A Black Louisiana man will serve a life sentence for attempting to steal a set of hedge clippers over 20 years ago. Last week, the Louisiana Supreme Court denied 62-year-old Fair Wayne Bryant’s request to have the sentence overturned after his attorney wrote that the punishment was “unconstitutionally harsh and excessive.”
Five Supreme Court Judges voted to keep the life sentence, with one dissenting and one abstaining, CNN reports. The lone dissenter was Chief Justice Bernette Johnson, who is also the only Black woman on the court, with the rest of the judges being white men.
“This man’s life sentence for a failed attempt to steal a set of three hedge clippers is grossly out of proportion to the crime and serves no legitimate penal purpose,” Johnson wrote in her dissent.
The other judges upheld the sentence due to the state’s habitual offender law. Bryant was convicted in 1979 for attempted armed robbery. He was convicted again in 1987 for possession of stolen things and attempted forgery of a check worth $150 in 1989. He was also convicted of simple burglary of an inhabited dwelling in 1992 before his 1997 arrest for the hedge clippers.
In her dissent, Johnson argued that habitual offender laws are nothing more than a “modern manifestation” of the Jim Crow-Era Pig Laws. The laws turned minor offenses into felonies, which “criminalized recently emancipated African American citizens by introducing extreme sentences for petty theft associated with poverty,” Johnson wrote.
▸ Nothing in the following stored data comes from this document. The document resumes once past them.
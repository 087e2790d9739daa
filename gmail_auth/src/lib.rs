//! OAuth2 credential resolution for the Gmail API.
//!
//! [`CredentialResolver`] walks a fixed precedence chain: environment
//! variables, the persisted token file (refreshing it once if needed), then an
//! interactive browser or console authorization. Results that did not come
//! from the environment are written back to the token file.

pub mod client_identity;
pub mod config;
pub mod credential;
pub mod error;
pub mod flow;
pub mod oauth;
pub mod resolver;
pub mod token_store;

pub use crate::client_identity::{ClientIdentity, ClientSecretsFile, IdentitySource};
pub use crate::config::{AuthConfig, InteractiveMode, GMAIL_SCOPES};
pub use crate::credential::{Credential, CredentialSource};
pub use crate::error::{CredentialResolutionError, Result};
pub use crate::flow::{CodeReceiver, LoopbackReceiver, ManualReceiver};
pub use crate::resolver::CredentialResolver;
pub use crate::token_store::TokenStore;
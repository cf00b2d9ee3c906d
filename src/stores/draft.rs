//! Draft persistence (`draft.json`).

use std::path::{Path, PathBuf};

use log::info;

use crate::models::Draft;
use crate::stores::{load_json_or_default, save_json_atomic, StoreError};

/// Single-file JSON store for the draft.
pub struct DraftStore {
    path: PathBuf,
}

impl DraftStore {
    pub const FILE_NAME: &'static str = "draft.json";

    pub fn new<P: AsRef<Path>>(path: P) -> Self {
        Self {
            path: path.as_ref().to_path_buf(),
        }
    }

    /// Stored draft, or an empty one when the file is missing or unreadable.
    /// Attachment paths are returned as stored; existence is only checked
    /// when a message is built.
    pub async fn load(&self) -> Draft {
        load_json_or_default(&self.path).await
    }

    /// Persists the draft, keeping only attachment paths that exist right
    /// now. Returns the dropped paths so the caller can report them.
    pub async fn save(&self, draft: &Draft) -> Result<Vec<PathBuf>, StoreError> {
        let mut kept = Vec::new();
        let mut dropped = Vec::new();
        for path in &draft.attachments {
            if tokio::fs::metadata(path).await.is_ok() {
                kept.push(path.clone());
            } else {
                dropped.push(path.clone());
            }
        }
        let filtered = Draft {
            subject: draft.subject.clone(),
            body: draft.body.clone(),
            attachments: kept,
        };
        save_json_atomic(&self.path, &filtered).await?;
        info!("saved draft to {}", self.path.display());
        Ok(dropped)
    }

    pub async fn clear(&self) -> Result<(), StoreError> {
        save_json_atomic(&self.path, &Draft::default()).await?;
        Ok(())
    }
}
use std::path::PathBuf;

use serde::{Deserialize, Serialize};

/// The message being composed: subject, plain-text body, attachment paths.
///
/// This is also the persisted shape of `draft.json`. Attachment paths are
/// resolved lazily at message-build time, not here.
#[derive(Debug, Clone, Default, PartialEq, Serialize, Deserialize)]
pub struct Draft {
    #[serde(default)]
    pub subject: String,
    #[serde(default)]
    pub body: String,
    #[serde(default)]
    pub attachments: Vec<PathBuf>,
}
pub mod draft;
pub mod settings;

pub use draft::Draft;
pub use settings::{EncryptionMode, TransportSettings};
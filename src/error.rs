use thiserror::Error;

use crate::dispatch::DispatchError;
use crate::stores::StoreError;

/// Top-level error for the command-line entry points.
#[derive(Debug, Error)]
pub enum AppError {
    #[error("configuration error: {0}")]
    Config(#[from] config::ConfigError),
    #[error("{0}")]
    Store(#[from] StoreError),
    #[error("{0}")]
    Dispatch(#[from] DispatchError),
    #[error("I/O error: {0}")]
    Io(#[from] std::io::Error),
}

pub type AppResult<T> = Result<T, AppError>;
//! Dispatch run orchestration.
//!
//! One engine drives at most one run at a time. `start` spawns a background
//! worker that opens a single SMTP session, sends one message per recipient
//! in order, reports everything through the event stream, closes the session
//! exactly once, and always ends the stream with `Finished`.

use std::path::PathBuf;
use std::sync::atomic::{AtomicBool, Ordering};
use std::sync::Arc;

use log::{debug, error, info, warn};
use thiserror::Error;
use uuid::Uuid;

use crate::dispatch::events::{self, DispatchEvents, EventSender, SendOutcome};
use crate::dispatch::message::MessageBuilder;
use crate::dispatch::session::{MailTransport, SmtpTransportFactory, TransportError, TransportFactory};
use crate::models::TransportSettings;

const CANCELLED_NOTE: &str = "Sending cancelled by user.";

#[derive(Debug, Error)]
pub enum DispatchError {
    /// `start` was called while a run is active.
    #[error("a dispatch run is already in progress")]
    RunInProgress,
    /// Host, username or password missing; nothing was attempted.
    #[error("SMTP settings incomplete. Please configure SMTP.")]
    SettingsIncomplete,
    #[error(transparent)]
    Transport(#[from] TransportError),
}

/// Everything one run needs, captured by value at start. The engine never
/// re-reads stores mid-run, so concurrent edits cannot affect a run in flight.
#[derive(Debug, Clone)]
pub struct DispatchRequest {
    pub settings: TransportSettings,
    /// Already trimmed, deduplicated and order-preserving; the engine does
    /// not re-deduplicate.
    pub recipients: Vec<String>,
    pub subject: String,
    pub body: String,
    pub attachments: Vec<PathBuf>,
}

/// Bulk-mail dispatch engine.
///
/// Clones share the same single-run guard and cancellation flag, so a clone
/// handed to a signal handler cancels the run started from the original.
#[derive(Clone)]
pub struct DispatchEngine {
    factory: Arc<dyn TransportFactory>,
    running: Arc<AtomicBool>,
    cancel: Arc<AtomicBool>,
}

impl DispatchEngine {
    /// Engine with the production lettre-backed transport.
    pub fn new() -> Self {
        Self::with_transport_factory(Arc::new(SmtpTransportFactory))
    }

    pub fn with_transport_factory(factory: Arc<dyn TransportFactory>) -> Self {
        Self {
            factory,
            running: Arc::new(AtomicBool::new(false)),
            cancel: Arc::new(AtomicBool::new(false)),
        }
    }

    /// Starts one dispatch run on a background task and returns its event
    /// stream. Rejects a concurrent start instead of queueing. Must be called
    /// within a tokio runtime.
    pub fn start(&self, request: DispatchRequest) -> Result<DispatchEvents, DispatchError> {
        if self.running.swap(true, Ordering::SeqCst) {
            return Err(DispatchError::RunInProgress);
        }
        // A cancel requested while idle must not leak into this run.
        self.cancel.store(false, Ordering::SeqCst);

        let run_id = Uuid::new_v4();
        info!(
            "dispatch run {} started: {} recipient(s) via {}:{}",
            run_id,
            request.recipients.len(),
            request.settings.host,
            request.settings.port
        );

        let (sender, stream) = events::channel();
        tokio::spawn(run_dispatch(
            run_id,
            self.factory.clone(),
            request,
            sender,
            self.cancel.clone(),
            self.running.clone(),
        ));
        Ok(stream)
    }

    /// Asks the active run to stop before its next recipient. Cooperative: an
    /// in-flight send is never interrupted. Idempotent, and a no-op when no
    /// run is active.
    pub fn request_cancel(&self) {
        if self.running.load(Ordering::SeqCst) {
            info!("cancellation requested");
            self.cancel.store(true, Ordering::SeqCst);
        } else {
            debug!("cancellation requested with no active run, ignoring");
        }
    }

    pub fn is_running(&self) -> bool {
        self.running.load(Ordering::SeqCst)
    }

    /// Connect, optionally authenticate, and disconnect without sending
    /// anything. Runs on its own session, independent of any dispatch run.
    pub async fn test_connection(
        &self,
        settings: &TransportSettings,
    ) -> Result<(), DispatchError> {
        if !settings.is_complete() {
            return Err(DispatchError::SettingsIncomplete);
        }
        let mut transport = self.factory.create();
        let outcome = open_session(transport.as_mut(), settings).await;
        transport.close().await;
        outcome?;
        Ok(())
    }
}

impl Default for DispatchEngine {
    fn default() -> Self {
        Self::new()
    }
}

/// The worker task for one run. Owns the run state for its whole lifetime;
/// releases the engine's running flag before emitting `Finished` so a caller
/// reacting to `Finished` can immediately start the next run.
async fn run_dispatch(
    run_id: Uuid,
    factory: Arc<dyn TransportFactory>,
    request: DispatchRequest,
    events: EventSender,
    cancel: Arc<AtomicBool>,
    running: Arc<AtomicBool>,
) {
    if !request.settings.is_complete() {
        let reason = DispatchError::SettingsIncomplete.to_string();
        error!("dispatch run {} aborted: {}", run_id, reason);
        events.fatal(reason);
    } else {
        let mut transport = factory.create();
        match open_session(transport.as_mut(), &request.settings).await {
            Ok(()) => send_to_all(transport.as_mut(), &request, &events, &cancel).await,
            Err(err) => {
                let reason = format!("SMTP error: {}", err);
                error!("dispatch run {} aborted: {}", run_id, reason);
                events.fatal(reason);
            }
        }
        // Exactly one close per run, on every exit path past this point.
        transport.close().await;
    }

    running.store(false, Ordering::SeqCst);
    events.finished();
    info!("dispatch run {} finished", run_id);
}

/// Connect and, when a username is configured, authenticate. An error from
/// either step is fatal for the run.
async fn open_session(
    transport: &mut dyn MailTransport,
    settings: &TransportSettings,
) -> Result<(), TransportError> {
    transport.connect(settings).await?;
    if !settings.username.is_empty() {
        transport
            .authenticate(&settings.username, &settings.password)
            .await?;
    }
    Ok(())
}

/// The sequential recipient loop. One recipient's failure never aborts the
/// loop; only cancellation breaks out early.
async fn send_to_all(
    transport: &mut dyn MailTransport,
    request: &DispatchRequest,
    events: &EventSender,
    cancel: &AtomicBool,
) {
    let builder = MessageBuilder::new(
        request.settings.username.clone(),
        request.subject.clone(),
        request.body.clone(),
        request.attachments.clone(),
    );
    let total = request.recipients.len();

    for (i, recipient) in request.recipients.iter().enumerate() {
        let index = i + 1;
        // Observed once per iteration; recipients from here on are simply
        // not processed, not marked failed.
        if cancel.load(Ordering::SeqCst) {
            info!("cancelled before recipient {}/{}", index, total);
            events.progress(CANCELLED_NOTE);
            break;
        }

        let outcome = match builder.build(recipient).await {
            Ok(built) => {
                for note in &built.skipped_attachments {
                    warn!("{}", note);
                    events.progress(note.clone());
                }
                match transport.submit(&built.message).await {
                    Ok(()) => SendOutcome::Sent,
                    Err(err) => SendOutcome::Failed {
                        reason: err.to_string(),
                    },
                }
            }
            Err(err) => SendOutcome::Failed {
                reason: err.to_string(),
            },
        };

        if let SendOutcome::Failed { reason } = &outcome {
            warn!("send to {} failed: {}", recipient, reason);
        }
        events.outcome(recipient, index, total, outcome);
    }
}

#[cfg(test)]
mod tests {
    use super::*;

    #[test]
    fn settings_incomplete_message_matches_the_ui_text() {
        assert_eq!(
            DispatchError::SettingsIncomplete.to_string(),
            "SMTP settings incomplete. Please configure SMTP."
        );
    }

    #[test]
    fn run_in_progress_is_reported_as_such() {
        assert_eq!(
            DispatchError::RunInProgress.to_string(),
            "a dispatch run is already in progress"
        );
    }
}
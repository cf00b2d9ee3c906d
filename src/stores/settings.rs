//! SMTP settings persistence (`config.json`).

use std::path::{Path, PathBuf};

use log::info;
use serde::{Deserialize, Serialize};

use crate::models::{EncryptionMode, TransportSettings};
use crate::stores::{load_json_or_default, save_json_atomic, StoreError};

fn default_port() -> u16 {
    587
}

fn default_true() -> bool {
    true
}

/// The stored record. Field names and defaults are the on-disk format and
/// must stay stable; external tools read and write this file.
#[derive(Debug, Clone, PartialEq, Serialize, Deserialize)]
pub struct SmtpConfig {
    #[serde(default)]
    pub smtp_host: String,
    #[serde(default = "default_port")]
    pub smtp_port: u16,
    #[serde(default = "default_true")]
    pub use_tls: bool,
    #[serde(default)]
    pub use_ssl: bool,
    #[serde(default)]
    pub username: String,
    #[serde(default)]
    pub password: String,
}

impl Default for SmtpConfig {
    fn default() -> Self {
        Self {
            smtp_host: String::new(),
            smtp_port: 587,
            use_tls: true,
            use_ssl: false,
            username: String::new(),
            password: String::new(),
        }
    }
}

impl SmtpConfig {
    /// SSL wins when both flags are set: an `use_ssl` record always meant a
    /// TLS-wrapped connection regardless of `use_tls`.
    pub fn encryption(&self) -> EncryptionMode {
        if self.use_ssl {
            EncryptionMode::ImplicitTls
        } else if self.use_tls {
            EncryptionMode::StartTls
        } else {
            EncryptionMode::None
        }
    }

    pub fn to_transport_settings(&self) -> TransportSettings {
        TransportSettings {
            host: self.smtp_host.clone(),
            port: self.smtp_port,
            encryption: self.encryption(),
            username: self.username.clone(),
            password: self.password.clone(),
        }
    }
}

/// Subset of `SmtpConfig` accepted by `import`. Absent fields keep their
/// stored values; unknown fields are ignored.
#[derive(Debug, Default, Deserialize)]
struct SmtpConfigPatch {
    smtp_host: Option<String>,
    smtp_port: Option<u16>,
    use_tls: Option<bool>,
    use_ssl: Option<bool>,
    username: Option<String>,
    password: Option<String>,
}

impl SmtpConfigPatch {
    fn apply(self, config: &mut SmtpConfig) {
        if let Some(host) = self.smtp_host {
            config.smtp_host = host;
        }
        if let Some(port) = self.smtp_port {
            config.smtp_port = port;
        }
        if let Some(tls) = self.use_tls {
            config.use_tls = tls;
        }
        if let Some(ssl) = self.use_ssl {
            config.use_ssl = ssl;
        }
        if let Some(username) = self.username {
            config.username = username;
        }
        if let Some(password) = self.password {
            config.password = password;
        }
    }
}

/// Single-file JSON store for `SmtpConfig`.
pub struct SettingsStore {
    path: PathBuf,
}

impl SettingsStore {
    pub const FILE_NAME: &'static str = "config.json";

    pub fn new<P: AsRef<Path>>(path: P) -> Self {
        Self {
            path: path.as_ref().to_path_buf(),
        }
    }

    /// Stored settings, or defaults when the file is missing or unreadable.
    pub async fn load(&self) -> SmtpConfig {
        load_json_or_default(&self.path).await
    }

    pub async fn save(&self, config: &SmtpConfig) -> Result<(), StoreError> {
        save_json_atomic(&self.path, config).await?;
        info!("saved SMTP settings to {}", self.path.display());
        Ok(())
    }

    /// Reads an external JSON file (any subset of the fields, unknown fields
    /// ignored), merges it over the currently stored settings, and persists
    /// the result. Fields the file does not name are left as they were.
    pub async fn import<P: AsRef<Path>>(&self, source: P) -> Result<SmtpConfig, StoreError> {
        let contents = tokio::fs::read_to_string(source.as_ref()).await?;
        let patch: SmtpConfigPatch = serde_json::from_str(&contents)?;
        let mut config = self.load().await;
        patch.apply(&mut config);
        self.save(&config).await?;
        Ok(config)
    }
}
//! Library core for Mailburst, a bulk-mail dispatch engine over SMTP.
//!
//! A run takes the stored SMTP settings, opens one transport session, builds
//! one message per recipient and sends them in order, reporting per-recipient
//! outcomes on an event stream that always ends with `Finished`.

pub mod cli;
pub mod config;
pub mod dispatch;
pub mod error;
pub mod models;
pub mod stores;

pub mod prelude {
    // Dispatch
    pub use crate::dispatch::{
        DispatchEngine, DispatchError, DispatchEvent, DispatchEvents, DispatchRequest, SendOutcome,
    };

    // Models
    pub use crate::models::{Draft, EncryptionMode, TransportSettings};

    // Stores
    pub use crate::stores::{DraftStore, RecipientStore, SettingsStore, SmtpConfig};

    // Common Libs
    pub use log::{debug, error, info, warn};
}
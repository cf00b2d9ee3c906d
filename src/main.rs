use env_logger::Env;
use log::error;

#[tokio::main]
async fn main() {
    env_logger::Builder::from_env(Env::default().default_filter_or("info")).init();

    match mailburst::cli::run().await {
        Ok(code) => std::process::exit(code),
        Err(err) => {
            error!("{}", err);
            std::process::exit(1);
        }
    }
}
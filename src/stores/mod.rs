//! JSON-file persistence for settings, recipients and drafts.
//!
//! Every store takes its file path as constructor input; nothing here is
//! process-global. Loads never fail the caller: a missing or malformed file
//! yields the documented defaults with a warning. Saves are atomic (temp
//! file, then rename) and propagate their errors.

use std::io::ErrorKind;
use std::path::Path;

use log::warn;
use serde::de::DeserializeOwned;
use serde::Serialize;
use thiserror::Error;
use tokio::fs;

pub mod draft;
pub mod recipients;
pub mod settings;

pub use draft::DraftStore;
pub use recipients::RecipientStore;
pub use settings::{SettingsStore, SmtpConfig};

#[derive(Debug, Error)]
pub enum StoreError {
    #[error("IO error: {0}")]
    Io(#[from] std::io::Error),
    #[error("serialization error: {0}")]
    Serialization(#[from] serde_json::Error),
}

pub(crate) async fn load_json_or_default<T>(path: &Path) -> T
where
    T: DeserializeOwned + Default,
{
    match fs::read_to_string(path).await {
        Ok(contents) => match serde_json::from_str(&contents) {
            Ok(value) => value,
            Err(err) => {
                warn!(
                    "ignoring malformed JSON in {}, using defaults: {}",
                    path.display(),
                    err
                );
                T::default()
            }
        },
        Err(err) if err.kind() == ErrorKind::NotFound => T::default(),
        Err(err) => {
            warn!("could not read {}, using defaults: {}", path.display(), err);
            T::default()
        }
    }
}

pub(crate) async fn save_json_atomic<T: Serialize>(path: &Path, value: &T) -> Result<(), StoreError> {
    if let Some(parent) = path.parent() {
        if !parent.as_os_str().is_empty() {
            fs::create_dir_all(parent).await?;
        }
    }
    let json = serde_json::to_string_pretty(value)?;
    let temp_path = path.with_extension("tmp");
    fs::write(&temp_path, json.as_bytes()).await?;
    fs::rename(&temp_path, path).await?;
    Ok(())
}
//! Shared scripted transport for the dispatch integration tests.
//!
//! The stub records every lifecycle call and can be told to fail specific
//! steps or specific recipients. The optional semaphore gates let a test
//! park the worker inside `connect` or `submit` and step it forward one
//! permit at a time, which makes cancellation timing deterministic.

use std::sync::atomic::{AtomicUsize, Ordering};
use std::sync::{Arc, Mutex};

use async_trait::async_trait;
use lettre::Message;
use tokio::sync::Semaphore;

use mailburst::dispatch::{
    DispatchEngine, DispatchEvent, DispatchEvents, DispatchRequest, MailTransport, TransportError,
    TransportFactory,
};
use mailburst::models::{EncryptionMode, TransportSettings};

#[derive(Clone, Default)]
pub struct StubBehavior {
    pub fail_connect: bool,
    pub fail_auth: bool,
    /// Recipients whose submission is rejected with a 550.
    pub fail_recipients: Vec<String>,
    /// When set, `connect` consumes one permit before proceeding.
    pub connect_gate: Option<Arc<Semaphore>>,
    /// When set, `submit` consumes one permit before proceeding.
    pub submit_gate: Option<Arc<Semaphore>>,
}

/// One accepted submission, as the server would have seen it.
pub struct SubmittedMail {
    pub recipient: String,
    pub raw: Vec<u8>,
}

/// Counters shared between a test and every transport the factory creates.
#[derive(Default)]
pub struct StubState {
    pub created: AtomicUsize,
    pub connect_calls: AtomicUsize,
    pub auth_calls: AtomicUsize,
    pub submit_calls: AtomicUsize,
    pub close_calls: AtomicUsize,
    pub submitted: Mutex<Vec<SubmittedMail>>,
}

pub struct StubTransportFactory {
    behavior: StubBehavior,
    state: Arc<StubState>,
}

impl TransportFactory for StubTransportFactory {
    fn create(&self) -> Box<dyn MailTransport> {
        self.state.created.fetch_add(1, Ordering::SeqCst);
        Box::new(StubTransport {
            behavior: self.behavior.clone(),
            state: self.state.clone(),
        })
    }
}

struct StubTransport {
    behavior: StubBehavior,
    state: Arc<StubState>,
}

#[async_trait]
impl MailTransport for StubTransport {
    async fn connect(&mut self, _settings: &TransportSettings) -> Result<(), TransportError> {
        if let Some(gate) = &self.behavior.connect_gate {
            gate.acquire().await.unwrap().forget();
        }
        self.state.connect_calls.fetch_add(1, Ordering::SeqCst);
        if self.behavior.fail_connect {
            return Err(TransportError::Connect("connection refused".to_string()));
        }
        Ok(())
    }

    async fn authenticate(
        &mut self,
        _username: &str,
        _password: &str,
    ) -> Result<(), TransportError> {
        self.state.auth_calls.fetch_add(1, Ordering::SeqCst);
        if self.behavior.fail_auth {
            return Err(TransportError::Auth("535 bad credentials".to_string()));
        }
        Ok(())
    }

    async fn submit(&mut self, message: &Message) -> Result<(), TransportError> {
        if let Some(gate) = &self.behavior.submit_gate {
            gate.acquire().await.unwrap().forget();
        }
        self.state.submit_calls.fetch_add(1, Ordering::SeqCst);
        let recipient = message
            .envelope()
            .to()
            .first()
            .map(ToString::to_string)
            .unwrap_or_default();
        if self.behavior.fail_recipients.contains(&recipient) {
            return Err(TransportError::Send("550 mailbox unavailable".to_string()));
        }
        self.state.submitted.lock().unwrap().push(SubmittedMail {
            recipient,
            raw: message.formatted(),
        });
        Ok(())
    }

    async fn close(&mut self) {
        self.state.close_calls.fetch_add(1, Ordering::SeqCst);
    }
}

pub fn engine_with(behavior: StubBehavior) -> (DispatchEngine, Arc<StubState>) {
    let state = Arc::new(StubState::default());
    let engine = DispatchEngine::with_transport_factory(Arc::new(StubTransportFactory {
        behavior,
        state: state.clone(),
    }));
    (engine, state)
}

pub fn settings() -> TransportSettings {
    TransportSettings {
        host: "smtp.example.com".to_string(),
        port: 587,
        encryption: EncryptionMode::StartTls,
        username: "mailer@example.com".to_string(),
        password: "secret".to_string(),
    }
}

pub fn request(recipients: &[&str]) -> DispatchRequest {
    DispatchRequest {
        settings: settings(),
        recipients: recipients.iter().map(|r| r.to_string()).collect(),
        subject: "Greetings".to_string(),
        body: "Hello".to_string(),
        attachments: Vec::new(),
    }
}

/// Collects the whole event stream; terminates because every run ends with
/// `Finished` and then closes the channel.
pub async fn drain(mut events: DispatchEvents) -> Vec<DispatchEvent> {
    let mut collected = Vec::new();
    while let Some(event) = events.recv().await {
        collected.push(event);
    }
    collected
}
Johnson also referred to the cost associated with Bryant’s prison sentence, writing Louisiana taxpayers have already spent over $500,000 on the 23 years Bryant has been imprisoned.
“Mr. Bryant’s incarceration has cost Louisiana taxpayers approximately $518,667,” she wrote. “Arrested at 38, Mr. Bryant has already spent nearly 23 years in prison and is now over 60 years old. If he lives another 20 years, Louisiana taxpayers will have paid almost one million dollars to punish Mr. Bryant for his failed effort to steal a set of hedge clippers.”